Hi! My name is Katie Krouse, I am from Herndon, VA and I have been suffering from illness for over a decade. Like many people that later find out that they have a chronic illness, I saw numerous specialists and received countless diagnoses throughout the years, such as Vestibular Migraine, Panic Disorder, Postural Orthostatic Tachycardia Syndrome (POTS), Ehlers Danlos Syndrome (EDS), and chronic Neurological Lyme Disease. Although I have been learning to cope with these diseases and conditions for years, my life took a turn for the worst in the Fall of 2019, when I was studying abroad in Pecs, Hungary.
One day, my study abroad experience came to a screeching halt, when I found myself too weak, fatigued, and neurologically impaired to navigate life on my own. My situation was quickly declared a medical emergency and less than 48 hours later, I was home.
A few days later, I saw Dr. Joseph Jemsek in Washington, DC. After hearing my story, he looked at me with a straight face and said, “you are not going back to school this year.” He went on to tell me that I would have to undergo 9+ months of highly invasive IV treatment for chronic Neurological Lyme Disease and tick-borne parasites. My body was riddled with active Lyme, and it left me powerless.

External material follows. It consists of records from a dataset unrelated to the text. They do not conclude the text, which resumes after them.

use serde::Serialize;
use sqlx::{FromRow, PgPool};
use time::OffsetDateTime;
use uuid::Uuid;

use super::client::HistoryTurn;

/// One stored chat turn. `username` is only filled by the listing queries.
#[derive(Debug, Clone, Serialize, FromRow)]
pub struct Conversation {
    pub id: Uuid,
    pub user_message: String,
    pub ai_response: String,
    pub user_id: Option<Uuid>,
    #[serde(with = "time::serde::rfc3339")]
    pub timestamp: OffsetDateTime,
    #[sqlx(default)]
    #[serde(skip_serializing_if = "Option::is_none")]
    pub username: Option<String>,
}

pub async fn insert(
    db: &PgPool,
    user_id: Uuid,
    user_message: &str,
    ai_response: &str,
) -> Result<Conversation, sqlx::Error> {
    sqlx::query_as::<_, Conversation>(
        r#"
        INSERT INTO conversations (user_message, ai_response, user_id)
        VALUES ($1, $2, $3)
        RETURNING id, user_message, ai_response, user_id, timestamp
        "#,
    )
    .bind(user_message)
    .bind(ai_response)
    .bind(user_id)
    .fetch_one(db)
    .await
}

/// The user's last `turns` exchanges, oldest first.
pub async fn recent_history(db: &PgPool, user_id: Uuid, turns: i64) -> Result<Vec<HistoryTurn>, sqlx::Error> {
    if turns <= 0 {
        return Ok(Vec::new());
    }
    let mut rows = sqlx::query_as::<_, (String, String)>(
        r#"
        SELECT user_message, ai_response
        FROM conversations
        WHERE user_id = $1
        ORDER BY timestamp DESC
        LIMIT $2
        "#,
    )
    .bind(user_id)
    .bind(turns)
    .fetch_all(db)
    .await?;
    rows.reverse();
    Ok(rows
        .into_iter()
        .map(|(user_message, ai_response)| HistoryTurn {
            user_message,
            ai_response,
        })
        .collect())
}

pub async fn list_for_user(db: &PgPool, user_id: Uuid, limit: i64) -> Result<Vec<Conversation>, sqlx::Error> {
    sqlx::query_as::<_, Conversation>(
        r#"
        SELECT c.id, c.user_message, c.ai_response, c.user_id, c.timestamp, u.username
        FROM conversations c
        LEFT JOIN users u ON u.id = c.user_id
        WHERE c.user_id = $1
        ORDER BY c.timestamp DESC
        LIMIT $2
        "#,
    )
    .bind(user_id)
    .bind(limit)
    .fetch_all(db)
    .await
}

pub async fn list_all(db: &PgPool, limit: i64) -> Result<Vec<Conversation>, sqlx::Error> {
    sqlx::query_as::<_, Conversation>(
        r#"
        SELECT c.id, c.user_message, c.ai_response, c.user_id, c.timestamp, u.username
        FROM conversations c
        LEFT JOIN users u ON u.id = c.user_id
        ORDER BY c.timestamp DESC
        LIMIT $1
        "#,
    )
    .bind(limit)
    .fetch_all(db)
    .await
}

That year, I did daily infusions, I had surgery, and delt with other medical conditions caused by Lyme. I fought tirelessly day in and day out for the semi-normal life that I so badly longed for. Although I was completely devastated to hear that news, I was determined to make the most of it. During that year, I grew in faith, I strengthened friendships, and I gave back to the chronic illness community by writing a children’s book and creating a support group for chronically ill young adults.
In many ways, I am very grateful for that year, because it taught me many valuable lessons. I learned how to relax; something that I never chose to make time for previously. I learned to put my health first. I learned to seek the beauty in every day. Most importantly, I learned to embrace life’s obstacles, as beautiful things come out of devastating situations.
While my chronic illness journey is ongoing, I have been able to return to the University of Denver to finish my undergraduate degree in Psychology, Biology, and Health Science and I will graduate in June. After graduation, I plan to attend Rush University to pursue a Doctor of Occupational Therapy; a career that I have been chasing since before chronic illness took over my life.
To my fellow chronic illness warriors: never stop fighting. The road to recovery is by no means linear, but it will get
better. Trust the process and believe in yourself and in your body’s ability to heal. Choose happiness even in the darkest of times, a positive mindset goes a very long way.